Fail Better: What Samuel Beckett Can Teach Us About Quitting
As staffing season rolls into contest season, the landscape of social media is saturated with algorithm-fueled posts about reps signed, record spec sales, and the entire internet making the top 1% of some list.
Well, except for you, the singular failure in a world full of triumph.
You pout. You wonder when your moment will come. You consider packing up the Prius and moving back to Iowa.
Then, after housing a few pints of fudge brownie chip, you seek validation.
Ever tried. Ever failed. No matter. Try again. Fail again. Fail better.
This is arguably the most famous quote from author, playwright, and stalwart literary weirdo Samuel Beckett. Rightfully. It’s a good one. “Fail Better” has been tacked to vision boards and inked on the waxed chests of tech entrepreneurs and professional athletes alike, a catalyzing slogan for the chronically resilient.
Out of context, quotes like this offer you a measure of reassurance—famous artists fail, too—and the motivation to dust off and press on. All you have to do is keep improving and everything will work out.

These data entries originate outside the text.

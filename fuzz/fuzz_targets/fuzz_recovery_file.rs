#![no_main]

use keycustody::{DeviceRecoveryObject, RecoveryFileObject, Share};
use libfuzzer_sys::fuzz_target;

// Imports arbitrary bytes as every portable artifact. Imports only ever
// return InvalidRecoveryFile or a parsed object, and a parsed object must
// survive a second export/import unchanged.
fuzz_target!(|data: &[u8]| {
    if let Ok(file) = RecoveryFileObject::from_json(data) {
        let exported = file.to_json().expect("parsed file exports");
        let reimported = RecoveryFileObject::from_json(&exported).expect("export re-imports");
        assert_eq!(reimported, file);
        let _ = file.share_a.kdf.params();
        let _ = file.share_a.envelope.nonce_bytes();
    }

    if let Ok(object) = DeviceRecoveryObject::from_json(data) {
        let exported = object.to_json().expect("parsed object exports");
        assert_eq!(DeviceRecoveryObject::from_json(&exported).expect("re-imports"), object);
    }

    if let Ok(text) = std::str::from_utf8(data) {
        let _ = Share::from_hex(text);
    }
});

Oh, my precious little cherub, no.
Not to spit in your Wheaties, friend, but this line is an excerpt from a pretty dark story about the futility of trying. It’s not a call to action, it’s a warning.
Beckett was a nihilist. His work focused on such uplifting themes as isolation (social death), the absurdity of life (psychological death), and death (death death). He was hardly interested in encouraging his audience to persevere. Heck, Waiting for Godot is literally about waiting for an intervention that never comes.
The man was seriously obsessed with quitting.
That obsession, dear reader, is where you should draw your inspiration. Look, the Beckster has taken a lot of guff for being an experimentalist, a slinger of nonsense, a wicked step-uncle to those lousy beatniks. If he were alive today, he’d have a byline at VICE and only listen to vinyl.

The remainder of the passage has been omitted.